U.S. businesses and workers need better access to those lucrative markets if they’re going to share in this dramatic growth. But U.S. companies are falling behind in the Asia-Pacific. While U.S. exports to the Asia-Pacific market steadily increased from 2000 to 2010, America’s share of the region’s imports declined by about 43%, according to the think tank Third Way. In fact, excluding China, East Asia in 2014 purchased a smaller share of U.S. exports in 2014 than it did five years earlier, despite a 54% increase in total U.S. merchandise exports in that period
One reason U.S. companies have lost market share in the Asia-Pacific region is that many countries maintain steep barriers against U.S. exports. A typical Southeast Asian country imposes tariffs that are five times higher than the U.S. average while its duties on agricultural products soar into the triple digits. In addition, a web of nontariff and regulatory barriers block market access in many countries.

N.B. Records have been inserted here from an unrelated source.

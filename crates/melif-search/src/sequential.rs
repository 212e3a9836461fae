//! Single-threaded coordinate descent.

use crate::context::{finish_run, RunContext};
use crate::control::{CancellationToken, StopSignal};
use crate::evaluator::ScoreEvaluator;
use crate::visited::VisitedSet;
use melif_types::{MelifResult, Point, RunStats, SearchConfig, SelectionResult, StopReason};
use std::sync::Arc;
use tracing::{debug, info};

/// Greedy coordinate descent from each starting point in turn.
///
/// Every descent probes the plus then the minus step along each dimension,
/// moves to the first strictly better neighbour and restarts the sweep from
/// dimension 0. Points already visited by earlier descents are not evaluated
/// again.
pub struct SequentialSearch {
    config: SearchConfig,
    evaluator: Arc<dyn ScoreEvaluator>,
    cancel: CancellationToken,
}

impl SequentialSearch {
    pub const NAME: &'static str = "sequential";

    pub fn new(config: SearchConfig, evaluator: Arc<dyn ScoreEvaluator>) -> Self {
        Self {
            config,
            evaluator,
            cancel: CancellationToken::new(),
        }
    }

    pub fn with_cancellation(mut self, token: CancellationToken) -> Self {
        self.cancel = token;
        self
    }

    pub fn config(&self) -> &SearchConfig {
        &self.config
    }

    pub fn run(&self, points: &[Point]) -> MelifResult<RunStats> {
        self.config.validate()?;
        self.config.validate_points(points)?;

        let stats = RunStats::new(Self::NAME, &self.config);
        let visited = VisitedSet::new();
        let stop = StopSignal::unbounded(self.cancel.clone());
        let ctx = RunContext {
            config: &self.config,
            evaluator: self.evaluator.as_ref(),
            stats: &stats,
            visited: &visited,
            stop: &stop,
        };
        info!(strategy = Self::NAME, points = points.len(), delta = self.config.delta, "run started");

        for (start, point) in points.iter().enumerate() {
            if stop.observe(&stats) {
                break;
            }
            match coordinate_descent(&ctx, point)? {
                Some(best) => debug!(start, score = best.score, point = %best.point, "descent finished"),
                None => debug!(start, %point, "starting point already visited"),
            }
        }

        stats.record_stop(StopReason::Converged);
        finish_run(stats)
    }
}

/// Greedy first-improvement descent from `start`.
///
/// Returns the best result reached, or `None` if `start` was already visited.
pub(crate) fn coordinate_descent(
    ctx: &RunContext<'_>,
    start: &Point,
) -> MelifResult<Option<SelectionResult>> {
    let Some(mut best) = ctx.visit(start)? else {
        return Ok(None);
    };
    let delta = ctx.config.delta;

    'descent: loop {
        let mut moved = false;
        'sweep: for axis in 0..best.point.dimension() {
            for step in [delta, -delta] {
                if ctx.stop.observe(ctx.stats) {
                    break 'descent;
                }
                let Some(candidate) = best.point.shifted(axis, step) else {
                    continue;
                };
                if let Some(result) = ctx.visit(&candidate)? {
                    if result.better_than(&best) {
                        best = result;
                        moved = true;
                        break 'sweep;
                    }
                }
            }
        }
        if !moved {
            break;
        }
    }
    Ok(Some(best))
}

Trade agreements are crafted to overcome these barriers. However, Asia-Pacific nations are clinching trade deals among themselves that threaten to leave the United States on the outside looking in. The number of trade accords between Asian countries surged from three in 2000 to more than 50 today. Some 80 more are in the pipeline. Meanwhile, the United States has just three trade agreements in Asia (with Australia, Singapore and South Korea).
This challenge is growing: 16 countries are launching expedited negotiations for a trade deal called the Regional Comprehensive Economic Partnership (RCEP). It includes Australia, China, India, Japan, Korea, and New Zealand as well as the 10 ASEAN countries—but not the United States.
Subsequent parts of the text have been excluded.